Work task:
Within the entries below, the lines from the one with "pub fn read_array<const" through the one with "pub fn with_capacity(capacity: usize)" are to be set down exactly, both ends kept.

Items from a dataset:
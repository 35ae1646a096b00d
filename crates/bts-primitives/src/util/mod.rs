//! Cursor-style helpers for Graphene binary serialization.
//!
//! `ByteReader` consumes a borrowed slice front to back and reports
//! `UnexpectedEof` instead of panicking on short input. `ByteWriter` appends
//! into an owned buffer.

use crate::PrimitivesError;

/// A cursor over borrowed bytes.
#[derive(Debug, Clone)]
pub struct ByteReader<'a> {
    data: &'a [u8],
    pos: usize,
}

impl<'a> ByteReader<'a> {
    pub fn new(data: &'a [u8]) -> Self {
        ByteReader { data, pos: 0 }
    }

    /// Read exactly `n` bytes and advance the cursor.
    ///
    /// # Returns
    /// A slice of length `n`, or `UnexpectedEof` if fewer than `n` bytes remain.
    /// The cursor does not move on failure.
    pub fn read_bytes(&mut self, n: usize) -> Result<&'a [u8], PrimitivesError> {
        if n > self.remaining() {
            return Err(PrimitivesError::UnexpectedEof);
        }
        let slice = &self.data[self.pos..self.pos + n];
        self.pos += n;
        Ok(slice)
    }

    /// Read a fixed-size array and advance the cursor.
    pub fn read_array<const N: usize>(&mut self) -> Result<[u8; N], PrimitivesError> {
        let mut out = [0u8; N];
        out.copy_from_slice(self.read_bytes(N)?);
        Ok(out)
    }

    pub fn read_u8(&mut self) -> Result<u8, PrimitivesError> {
        Ok(self.read_bytes(1)?[0])
    }

    /// Number of unread bytes.
    pub fn remaining(&self) -> usize {
        self.data.len() - self.pos
    }
}

/// An append-only byte buffer.
#[derive(Debug, Clone, Default)]
pub struct ByteWriter {
    buf: Vec<u8>,
}

impl ByteWriter {
    pub fn new() -> Self {
        ByteWriter { buf: Vec::new() }
    }

    /// Create a writer with a pre-allocated capacity.
    pub fn with_capacity(capacity: usize) -> Self {
        ByteWriter {
            buf: Vec::with_capacity(capacity),
        }
    }

    pub fn write_bytes(&mut self, bytes: &[u8]) {
        self.buf.extend_from_slice(bytes);
    }

    pub fn write_u8(&mut self, val: u8) {
        self.buf.push(val);
    }

    /// Consume the writer and return the buffer.
    pub fn into_bytes(self) -> Vec<u8> {
        self.buf
    }
}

Written response:
    pub fn read_array<const N: usize>(&mut self) -> Result<[u8; N], PrimitivesError> {
        let mut out = [0u8; N];
        out.copy_from_slice(self.read_bytes(N)?);
        Ok(out)
    }

    pub fn read_u8(&mut self) -> Result<u8, PrimitivesError> {
        Ok(self.read_bytes(1)?[0])
    }

    /// Number of unread bytes.
    pub fn remaining(&self) -> usize {
        self.data.len() - self.pos
    }
}

/// An append-only byte buffer.
#[derive(Debug, Clone, Default)]
pub struct ByteWriter {
    buf: Vec<u8>,
}

impl ByteWriter {
    pub fn new() -> Self {
        ByteWriter { buf: Vec::new() }
    }

    /// Create a writer with a pre-allocated capacity.
    pub fn with_capacity(capacity: usize) -> Self {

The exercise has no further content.